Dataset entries
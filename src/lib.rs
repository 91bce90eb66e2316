//! Brute-force search for the register value that makes a modified
//! Ackermann function, seeded with that value, return a target output.
//!
//! ```no_run
//! use teleporter_search::{RegisterSearch, SearchConfig, SearchOutcome};
//!
//! let search = RegisterSearch::new(SearchConfig::default()).unwrap();
//! if let SearchOutcome::Found(r) = search.run(|r| println!("Trying: {}", r)).unwrap() {
//!     println!("Found Answer: {}", r);
//! }
//! ```

pub mod ack;
pub mod config;
pub mod error;
pub mod mod_arith;
pub mod search;
pub mod stack;

pub use ack::{Evaluate, MemoizedEvaluator, Stats};
pub use config::{CliArgs, EvaluatorKind, SearchConfig};
pub use error::{EvalError, SearchError};
pub use search::{RegisterSearch, SearchOutcome};
pub use stack::StackEvaluator;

Work to complete
Return every line from the one holding "pub mod mod_arith;" through the end of the data, exactly as it appears, with both ends kept and nothing else.

Task output
pub mod mod_arith;
pub mod search;
pub mod stack;

pub use ack::{Evaluate, MemoizedEvaluator, Stats};
pub use config::{CliArgs, EvaluatorKind, SearchConfig};
pub use error::{EvalError, SearchError};
pub use search::{RegisterSearch, SearchOutcome};
pub use stack::StackEvaluator;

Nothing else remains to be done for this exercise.